Yesterday (Wednesday, February 22, 2012) The Keed used the automated car-wash at Auto-Wash in nearby Canandaigua, first time ever for an automated car-wash.
Auto-Wash is the place we have our two cars dolled up every year. Auto doll-up seems to be beyond the ability of us old geezers. Doll-up would take us all day, or even two days; whereas Auto-Wash can do it in a couple hours.
I think Auto-Wash is also doing doll-ups for nearby auto dealers.
They have a single-lane automated car-wash, plus spray-booths (which I used to do until I heard they were reusing salt-water) and a vacuum-station.
We’ve come to personally know the owner, a mere kid, who’s very much a car-nut like me. His greatest pleasure is driving home some of the BMWs and Corvettes he’s supposed to doll-up.
Last Sunday morning (February 19, 2012) I took my younger brother and his wife, who were visiting from northern Delaware, down to Cartwright’s Maple-Tree Inn, about 50-60 miles south of where we live.

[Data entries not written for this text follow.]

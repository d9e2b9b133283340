//! `keycloak_openid_script_protocol_mapper`.

// crates.io
use terraform_provider_keycloak::api::OpenIdScriptProtocolMapper;
// self
use crate::{
	_prelude::*,
	diag::check_one_of,
	resources::mapper::{MapperBinding, MapperResource, parent_from, parent_values},
	schema::{optional, optional_computed, required},
	value::default_to,
};

const CLAIM_VALUE_TYPES: &[&str] = &["JSON", "String", "long", "int", "boolean"];

/// OIDC mapper computing a claim with a script.
pub type OpenIdScriptProtocolMapperResource = MapperResource<OpenIdScriptProtocolMapper>;

/// State of `keycloak_openid_script_protocol_mapper`.
#[derive(Clone, Debug, Default, PartialEq, Serialize, Deserialize)]
pub struct OpenIdScriptProtocolMapperState<'a> {
	#[serde(borrow = "'a")]
	pub id: ValueString<'a>,
	pub name: ValueString<'a>,
	pub realm_id: ValueString<'a>,
	pub client_id: ValueString<'a>,
	pub client_scope_id: ValueString<'a>,
	pub add_to_id_token: ValueBool,
	pub add_to_access_token: ValueBool,
	pub add_to_userinfo: ValueBool,
	pub multivalued: ValueBool,
	pub claim_name: ValueString<'a>,
	pub claim_value_type: ValueString<'a>,
	pub script: ValueString<'a>,
}

impl MapperBinding for OpenIdScriptProtocolMapper {
	type State<'a> = OpenIdScriptProtocolMapperState<'a>;

	const DESCRIPTION: &'static str = "OIDC protocol mapper that computes a claim with a script.";

	fn attributes() -> HashMap<String, Attribute> {
		map! {
			"add_to_id_token" => optional_computed(
				AttributeType::Bool,
				"Indicates if the claim should be added to the ID token.",
			),
			"add_to_access_token" => optional_computed(
				AttributeType::Bool,
				"Indicates if the claim should be added to the access token.",
			),
			"add_to_userinfo" => optional_computed(
				AttributeType::Bool,
				"Indicates if the claim should be added to the userinfo response.",
			),
			"multivalued" => optional_computed(
				AttributeType::Bool,
				"Indicates whether this attribute is a single value or an array of values.",
			),
			"claim_name" => required(AttributeType::String, "Name of the claim."),
			"claim_value_type" => optional(
				AttributeType::String,
				"Claim type used when serializing tokens.",
			),
			"script" => required(AttributeType::String, "Script to compute the claim value."),
		}
	}

	fn validate(diags: &mut Diagnostics, config: &Self::State<'_>) {
		check_one_of(diags, "claim_value_type", &config.claim_value_type, CLAIM_VALUE_TYPES);
	}

	fn with_defaults(mut state: Self::State<'_>) -> Self::State<'_> {
		default_to(&mut state.add_to_id_token, true);
		default_to(&mut state.add_to_access_token, true);
		default_to(&mut state.add_to_userinfo, true);
		default_to(&mut state.multivalued, false);

		state
	}

	fn id_mut<'s, 'a>(state: &'s mut Self::State<'a>) -> &'s mut ValueString<'a> {
		&mut state.id
	}

	fn from_state(state: &Self::State<'_>) -> Self {
		Self {
			id: text(&state.id).into(),
			name: text(&state.name).into(),
			parent: parent_from(&state.realm_id, &state.client_id, &state.client_scope_id),
			add_to_id_token: state.add_to_id_token.unwrap_or(true),
			add_to_access_token: state.add_to_access_token.unwrap_or(true),
			add_to_userinfo: state.add_to_userinfo.unwrap_or(true),
			multivalued: state.multivalued.unwrap_or(false),
			claim_name: text(&state.claim_name).into(),
			claim_value_type: text(&state.claim_value_type).into(),
			script: text(&state.script).into(),
		}
	}

	fn into_state<'a>(self, prior: &Self::State<'a>) -> Self::State<'a> {
		let (realm_id, client_id, client_scope_id) = parent_values(self.parent);

		OpenIdScriptProtocolMapperState {
			id: self.id.into(),
			name: self.name.into(),
			realm_id,
			client_id,
			client_scope_id,
			add_to_id_token: self.add_to_id_token.into(),
			add_to_access_token: self.add_to_access_token.into(),
			add_to_userinfo: self.add_to_userinfo.into(),
			multivalued: self.multivalued.into(),
			claim_name: self.claim_name.into(),
			claim_value_type: optional_text(self.claim_value_type, &prior.claim_value_type),
			script: self.script.into(),
		}
	}
}

#[cfg(test)]
mod tests {
	// self
	use super::*;

	#[test]
	fn token_flags_default_on_and_multivalued_off() {
		let state = OpenIdScriptProtocolMapper::with_defaults(OpenIdScriptProtocolMapperState {
			add_to_userinfo: false.into(),
			..Default::default()
		});

		assert_eq!(state.add_to_id_token, ValueBool::from(true));
		assert_eq!(state.add_to_access_token, ValueBool::from(true));
		assert_eq!(state.add_to_userinfo, ValueBool::from(false));
		assert_eq!(state.multivalued, ValueBool::from(false));
	}

	#[test]
	fn claim_value_type_is_validated() {
		let mut diags = Diagnostics::default();

		OpenIdScriptProtocolMapper::validate(&mut diags, &OpenIdScriptProtocolMapperState {
			claim_value_type: "float".into(),
			..Default::default()
		});

		assert_eq!(
			diags.errors[0].summary,
			"expected claim_value_type to be one of [JSON String long int boolean], got float"
		);
	}
}
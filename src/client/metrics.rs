// std
use std::sync::atomic::{AtomicU64, Ordering};

/// Thread-safe counters for token activity.
#[derive(Debug, Default)]
pub struct ClientMetrics {
	logins: AtomicU64,
	refreshes: AtomicU64,
	reauthentications: AtomicU64,
}
impl ClientMetrics {
	/// Returns the number of grants performed with the configured credentials.
	pub fn logins(&self) -> u64 {
		self.logins.load(Ordering::Relaxed)
	}

	/// Returns the number of refresh token exchanges.
	pub fn refreshes(&self) -> u64 {
		self.refreshes.load(Ordering::Relaxed)
	}

	/// Returns how often an admin request was retried after a 401.
	pub fn reauthentications(&self) -> u64 {
		self.reauthentications.load(Ordering::Relaxed)
	}

	pub(crate) fn record_login(&self) {
		self.logins.fetch_add(1, Ordering::Relaxed);
	}

	pub(crate) fn record_refresh(&self) {
		self.refreshes.fetch_add(1, Ordering::Relaxed);
	}

	pub(crate) fn record_reauthentication(&self) {
		self.reauthentications.fetch_add(1, Ordering::Relaxed);
	}
}
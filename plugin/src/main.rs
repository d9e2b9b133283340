fn main() -> anyhow::Result<()> {
	terraform_provider_keycloak_plugin::run()
}
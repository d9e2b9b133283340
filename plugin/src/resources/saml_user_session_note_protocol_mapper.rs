//! `keycloak_saml_user_session_note_protocol_mapper`.

// crates.io
use terraform_provider_keycloak::api::SamlUserSessionNoteProtocolMapper;
// self
use crate::{
	_prelude::*,
	diag::check_one_of,
	resources::mapper::{
		MapperBinding, MapperResource, SAML_ATTRIBUTE_NAME_FORMATS, parent_from, parent_values,
	},
	schema::{optional, required},
};

/// SAML mapper copying a user session note.
pub type SamlUserSessionNoteProtocolMapperResource =
	MapperResource<SamlUserSessionNoteProtocolMapper>;

/// State of `keycloak_saml_user_session_note_protocol_mapper`.
#[derive(Clone, Debug, Default, PartialEq, Serialize, Deserialize)]
pub struct SamlUserSessionNoteProtocolMapperState<'a> {
	#[serde(borrow = "'a")]
	pub id: ValueString<'a>,
	pub name: ValueString<'a>,
	pub realm_id: ValueString<'a>,
	pub client_id: ValueString<'a>,
	pub client_scope_id: ValueString<'a>,
	pub note_name: ValueString<'a>,
	pub friendly_name: ValueString<'a>,
	pub saml_attribute_name: ValueString<'a>,
	pub saml_attribute_name_format: ValueString<'a>,
}

impl MapperBinding for SamlUserSessionNoteProtocolMapper {
	type State<'a> = SamlUserSessionNoteProtocolMapperState<'a>;

	const DESCRIPTION: &'static str = "SAML protocol mapper that maps a user session note.";

	fn attributes() -> HashMap<String, Attribute> {
		map! {
			"note_name" => required(AttributeType::String, "Name of the user session note."),
			"friendly_name" => optional(AttributeType::String, "Friendly name of the attribute."),
			"saml_attribute_name" => required(AttributeType::String, "Name of the attribute."),
			"saml_attribute_name_format" => required(
				AttributeType::String,
				"One of Basic, URI Reference, or Unspecified.",
			),
		}
	}

	fn validate(diags: &mut Diagnostics, config: &Self::State<'_>) {
		check_one_of(
			diags,
			"saml_attribute_name_format",
			&config.saml_attribute_name_format,
			SAML_ATTRIBUTE_NAME_FORMATS,
		);
	}

	fn id_mut<'s, 'a>(state: &'s mut Self::State<'a>) -> &'s mut ValueString<'a> {
		&mut state.id
	}

	fn from_state(state: &Self::State<'_>) -> Self {
		Self {
			id: text(&state.id).into(),
			name: text(&state.name).into(),
			parent: parent_from(&state.realm_id, &state.client_id, &state.client_scope_id),
			note_name: text(&state.note_name).into(),
			friendly_name: text(&state.friendly_name).into(),
			saml_attribute_name: text(&state.saml_attribute_name).into(),
			saml_attribute_name_format: text(&state.saml_attribute_name_format).into(),
		}
	}

	fn into_state<'a>(self, prior: &Self::State<'a>) -> Self::State<'a> {
		let (realm_id, client_id, client_scope_id) = parent_values(self.parent);

		SamlUserSessionNoteProtocolMapperState {
			id: self.id.into(),
			name: self.name.into(),
			realm_id,
			client_id,
			client_scope_id,
			note_name: self.note_name.into(),
			friendly_name: optional_text(self.friendly_name, &prior.friendly_name),
			saml_attribute_name: self.saml_attribute_name.into(),
			saml_attribute_name_format: self.saml_attribute_name_format.into(),
		}
	}
}
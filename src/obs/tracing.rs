// self
use crate::{_prelude::*, obs::RequestKind};

/// Type alias that resolves to an instrumented future when tracing is enabled.
#[cfg(feature = "tracing")]
pub type InstrumentedRequest<F> = tracing::instrument::Instrumented<F>;
/// Passthrough future type when tracing is disabled.
#[cfg(not(feature = "tracing"))]
pub type InstrumentedRequest<F> = F;

/// A span wrapping one admin client call.
#[derive(Clone, Debug)]
pub struct RequestSpan {
	#[cfg(feature = "tracing")]
	span: tracing::Span,
}
impl RequestSpan {
	/// Creates a new span tagged with the provided request kind + stage.
	pub fn new(kind: RequestKind, stage: &'static str) -> Self {
		#[cfg(feature = "tracing")]
		{
			let span = tracing::info_span!("keycloak.request", kind = kind.as_str(), stage);

			Self { span }
		}
		#[cfg(not(feature = "tracing"))]
		{
			let _ = (kind, stage);

			Self {}
		}
	}

	/// Instruments an async block without holding a guard across `.await` points.
	pub fn instrument<Fut>(&self, fut: Fut) -> InstrumentedRequest<Fut>
	where
		Fut: Future,
	{
		#[cfg(feature = "tracing")]
		{
			use tracing::Instrument;

			fut.instrument(self.span.clone())
		}
		#[cfg(not(feature = "tracing"))]
		{
			fut
		}
	}
}
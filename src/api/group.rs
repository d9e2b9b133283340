//! Group listing and hierarchy flattening.

// self
use crate::{_prelude::*, client::KeycloakClient};

const GROUP_PAGE_SIZE: usize = 100;

/// Group as returned by `/realms/{realm}/groups`.
#[derive(Clone, Debug, Default, PartialEq, Eq, Serialize, Deserialize)]
#[serde(rename_all = "camelCase")]
pub struct Group {
	/// Identifier.
	pub id: String,
	/// Owning realm; not part of the wire shape.
	#[serde(skip)]
	pub realm_id: String,
	/// Parent group, empty for top-level groups.
	#[serde(default, skip_serializing_if = "String::is_empty")]
	pub parent_id: String,
	/// Group name.
	pub name: String,
	/// Slash separated path from the root.
	#[serde(default)]
	pub path: String,
	/// Number of direct children.
	#[serde(default)]
	pub sub_group_count: i64,
	/// Children inlined by older servers.
	#[serde(default, skip_serializing_if = "Vec::is_empty")]
	pub sub_groups: Vec<Group>,
	/// Custom attributes.
	#[serde(default)]
	pub attributes: BTreeMap<String, Vec<String>>,
}

impl KeycloakClient {
	/// Lists the top-level groups of a realm.
	pub async fn get_groups(&self, realm_id: &str) -> Result<Vec<Group>> {
		let mut groups = self
			.get_all_pages::<Group>(
				&format!("/realms/{realm_id}/groups"),
				&[("briefRepresentation", "false")],
				GROUP_PAGE_SIZE,
			)
			.await?;

		for group in &mut groups {
			group.realm_id = realm_id.into();
		}

		Ok(groups)
	}

	/// Lists the direct children of a group.
	pub async fn get_group_children(&self, realm_id: &str, id: &str) -> Result<Vec<Group>> {
		let mut children = self
			.get_all_pages::<Group>(
				&format!("/realms/{realm_id}/groups/{id}/children"),
				&[("briefRepresentation", "false")],
				GROUP_PAGE_SIZE,
			)
			.await?;

		for child in &mut children {
			child.realm_id = realm_id.into();
			child.parent_id = id.into();
		}

		Ok(children)
	}

	/// Returns the realm's groups in depth-first order.
	///
	/// Without `full_hierarchy` only top-level groups are returned. Otherwise each
	/// group is followed by its descendants, taken from inline `subGroups` when the
	/// server sends them and fetched from the children endpoint when it does not.
	pub async fn get_flattened_groups_hierarchy(
		&self,
		realm_id: &str,
		full_hierarchy: bool,
	) -> Result<Vec<Group>> {
		let mut pending = self.get_groups(realm_id).await?;

		pending.reverse();

		let mut flattened = Vec::new();

		while let Some(mut group) = pending.pop() {
			let mut children = std::mem::take(&mut group.sub_groups);

			group.realm_id = realm_id.into();

			if full_hierarchy {
				if children.is_empty() && group.sub_group_count > 0 {
					children = self.get_group_children(realm_id, &group.id).await?;
				}

				for child in &mut children {
					child.parent_id = group.id.clone();
				}

				pending.extend(children.into_iter().rev());
			}

			flattened.push(group);
		}

		Ok(flattened)
	}
}
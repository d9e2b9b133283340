//! Crate-level error types shared by the admin client, API adapters, and provider binding.

// self
use crate::_prelude::*;

/// Crate-wide result type alias returning [`Error`] by default.
pub type Result<T, E = Error> = std::result::Result<T, E>;

type BoxError = Box<dyn std::error::Error + Send + Sync>;

/// Canonical error exposed by public APIs.
#[derive(Debug, ThisError)]
pub enum Error {
	/// Local configuration problem.
	#[error(transparent)]
	Config(#[from] ConfigError),
	/// Temporary upstream failure at the token endpoint.
	#[error(transparent)]
	Transient(#[from] TransientError),
	/// Transport failure (DNS, TCP, TLS).
	#[error(transparent)]
	Transport(#[from] TransportError),
	/// Admin API answered with a non-success status.
	#[error(transparent)]
	Api(#[from] ApiError),
	/// Admin API payload could not be encoded or decoded.
	#[error(transparent)]
	Decode(#[from] DecodeError),

	/// Token endpoint rejected the grant (bad password or refresh token).
	#[error("Keycloak rejected the grant: {reason}.")]
	InvalidGrant {
		/// Server- or client-supplied reason string.
		reason: String,
	},
	/// Client authentication failed or credentials are malformed.
	#[error("Client authentication failed: {reason}.")]
	InvalidClient {
		/// Server- or client-supplied reason string.
		reason: String,
	},
	/// Resource values were rejected before any request was sent.
	#[error("validation error: {message}")]
	Validation {
		/// Human readable description of the rejected value.
		message: String,
	},
	/// Import identifier does not match the expected layout.
	#[error("invalid import. Supported format: {format}")]
	InvalidImport {
		/// Accepted import identifier layout.
		format: &'static str,
	},
	/// Server version is too old for the requested feature.
	#[error("{feature} requires Keycloak {required} or newer, but the server runs {actual}.")]
	Unsupported {
		/// Feature label.
		feature: &'static str,
		/// Minimum supported version.
		required: String,
		/// Version reported by the server.
		actual: String,
	},
}
impl Error {
	/// Builds a [`Error::Validation`] from any displayable message.
	pub fn validation(message: impl Into<String>) -> Self {
		Self::Validation { message: message.into() }
	}

	/// Returns `true` when the admin API reported that the addressed object does not exist.
	pub fn is_not_found(&self) -> bool {
		matches!(self, Self::Api(ApiError { status: 404, .. }))
	}

	/// Returns the HTTP status code attached to the error, if any.
	pub fn status(&self) -> Option<u16> {
		match self {
			Self::Api(e) => Some(e.status),
			Self::Transient(TransientError::TokenEndpoint { status, .. })
			| Self::Transient(TransientError::TokenResponseParse { status, .. }) => *status,
			_ => None,
		}
	}
}

/// Configuration and validation failures raised before talking to Keycloak.
#[derive(Debug, ThisError)]
pub enum ConfigError {
	/// HTTP client could not be constructed.
	#[error("HTTP client could not be constructed.")]
	HttpClientBuild {
		/// Underlying transport builder failure.
		#[source]
		source: BoxError,
	},
	/// HTTP request construction failed.
	#[error(transparent)]
	HttpRequest(#[from] oauth2::http::Error),
	/// Client configuration failed validation.
	#[error(transparent)]
	Client(#[from] crate::config::ClientConfigError),
	/// A derived endpoint URL could not be parsed.
	#[error("Endpoint URL `{url}` is invalid.")]
	InvalidEndpoint {
		/// Offending URL.
		url: String,
		/// Underlying parsing failure.
		#[source]
		source: url::ParseError,
	},
	/// Token record builder validation failed.
	#[error("Unable to build token record.")]
	TokenBuild(#[from] crate::auth::TokenRecordBuilderError),
	/// Token endpoint response omitted `expires_in`.
	#[error("Token endpoint response is missing expires_in.")]
	MissingExpiresIn,
	/// Token endpoint returned an excessively large `expires_in`.
	#[error("The expires_in value exceeds the supported range.")]
	ExpiresInOutOfRange,
	/// Token endpoint returned a non-positive duration.
	#[error("The expires_in value must be positive.")]
	NonPositiveExpiresIn,
	/// Provider has not been configured yet.
	#[error("Provider must be configured before resources can be managed.")]
	NotConfigured,
}
impl ConfigError {
	/// Wraps a transport's builder failure inside [`ConfigError`].
	pub fn http_client_build(src: impl 'static + Send + Sync + std::error::Error) -> Self {
		Self::HttpClientBuild { source: Box::new(src) }
	}
}
impl From<ReqwestError> for ConfigError {
	fn from(e: ReqwestError) -> Self {
		Self::http_client_build(e)
	}
}

/// Temporary failure variants raised by the token endpoint.
#[derive(Debug, ThisError)]
pub enum TransientError {
	/// Token endpoint returned an unexpected but non-fatal response.
	#[error("Token endpoint returned an unexpected response: {message}.")]
	TokenEndpoint {
		/// Server- or client-supplied message summarizing the failure.
		message: String,
		/// HTTP status code, when available.
		status: Option<u16>,
		/// Retry-After hint from upstream, if supplied.
		retry_after: Option<Duration>,
	},
	/// Token endpoint responded with malformed JSON that could not be parsed.
	#[error("Token endpoint returned malformed JSON.")]
	TokenResponseParse {
		/// Structured parsing failure.
		#[source]
		source: serde_path_to_error::Error<serde_json::error::Error>,
		/// HTTP status code, when available.
		status: Option<u16>,
	},
}

/// Transport-level failures (network, IO).
#[derive(Debug, ThisError)]
pub enum TransportError {
	/// Underlying HTTP client reported a network failure.
	#[error("Network error occurred while calling Keycloak.")]
	Network {
		/// Transport-specific network error.
		#[source]
		source: BoxError,
	},
	/// Underlying IO failure surfaced during transport.
	#[error("I/O error occurred while calling Keycloak.")]
	Io(#[from] std::io::Error),
}
impl TransportError {
	/// Wraps a transport-specific network error.
	pub fn network(src: impl 'static + Send + Sync + std::error::Error) -> Self {
		Self::Network { source: Box::new(src) }
	}
}
impl From<ReqwestError> for TransportError {
	fn from(e: ReqwestError) -> Self {
		Self::network(e)
	}
}

/// Non-success answer from the admin REST API.
#[derive(Clone, Debug, PartialEq, Eq, ThisError)]
#[error("{method} {path} returned {status}: {message}.")]
pub struct ApiError {
	/// HTTP method of the failing request.
	pub method: String,
	/// Admin path of the failing request, relative to the admin base URL.
	pub path: String,
	/// HTTP status code.
	pub status: u16,
	/// Server-supplied error message or a truncated body preview.
	pub message: String,
}

/// Payload encoding and decoding failures.
#[derive(Debug, ThisError)]
pub enum DecodeError {
	/// Response body did not match the expected JSON shape.
	#[error("Response from `{path}` does not match the expected shape.")]
	Json {
		/// Admin path the body came from.
		path: String,
		/// Structured parsing failure.
		#[source]
		source: serde_path_to_error::Error<serde_json::Error>,
	},
	/// Request body could not be serialized.
	#[error("Request body for `{path}` could not be serialized.")]
	Encode {
		/// Admin path the body was meant for.
		path: String,
		/// Serialization failure.
		#[source]
		source: serde_json::Error,
	},
	/// Create call returned no `Location` header to read the new identifier from.
	#[error("Response from `{path}` is missing a Location header.")]
	MissingLocation {
		/// Admin path of the create call.
		path: String,
	},
	/// Component config entry holds a value of the wrong kind.
	#[error("Component config `{key}` holds an invalid value `{value}`.")]
	ComponentConfig {
		/// Config key.
		key: String,
		/// Raw config value.
		value: String,
	},
}

#[cfg(test)]
mod tests {
	// self
	use super::*;

	fn api_error(status: u16) -> Error {
		ApiError {
			method: "GET".into(),
			path: "/realms/test/organizations/1".into(),
			status,
			message: "Could not find organization".into(),
		}
		.into()
	}

	#[test]
	fn not_found_is_detected_from_status() {
		assert!(api_error(404).is_not_found());
		assert!(!api_error(409).is_not_found());
		assert!(!Error::validation("name is required").is_not_found());
		assert_eq!(api_error(409).status(), Some(409));
	}

	#[test]
	fn messages_match_keycloak_provider_wording() {
		assert_eq!(
			Error::validation("one of ClientId or ClientScopeId must be set").to_string(),
			"validation error: one of ClientId or ClientScopeId must be set"
		);
		assert_eq!(
			Error::InvalidImport { format: "{{realm}}/{{organizationId}}" }.to_string(),
			"invalid import. Supported format: {{realm}}/{{organizationId}}"
		);
		assert_eq!(
			api_error(404).to_string(),
			"GET /realms/test/organizations/1 returned 404: Could not find organization."
		);
	}
}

It’s way out in the middle of nowhere, and is only open a few months each year, when maple-sap is running.
They serve all-you-can-eat buckwheat pancakes with the maple-syrup they make.
Plus sausage, ham and/or eggs if you want.
And coffee.
I’ve been there a few times myself, with retirees of Regional Transit Service.
But my wife had never been, nor my brother, of course.
The place is world-famous, it attracts patrons from all over the planet.
When we arrived in the crowded parking-lot, we noticed a Tennessee license-plate. On weekdays with the Transit retirees, the parking-lot is full of glitzy tour-buses, disgorging creaky geezers with walkers and full oxygen rigs.
Maple-Tree Inn had just opened February 14, and it was Sunday morning.
A line was outside, and it got longer after we got inside.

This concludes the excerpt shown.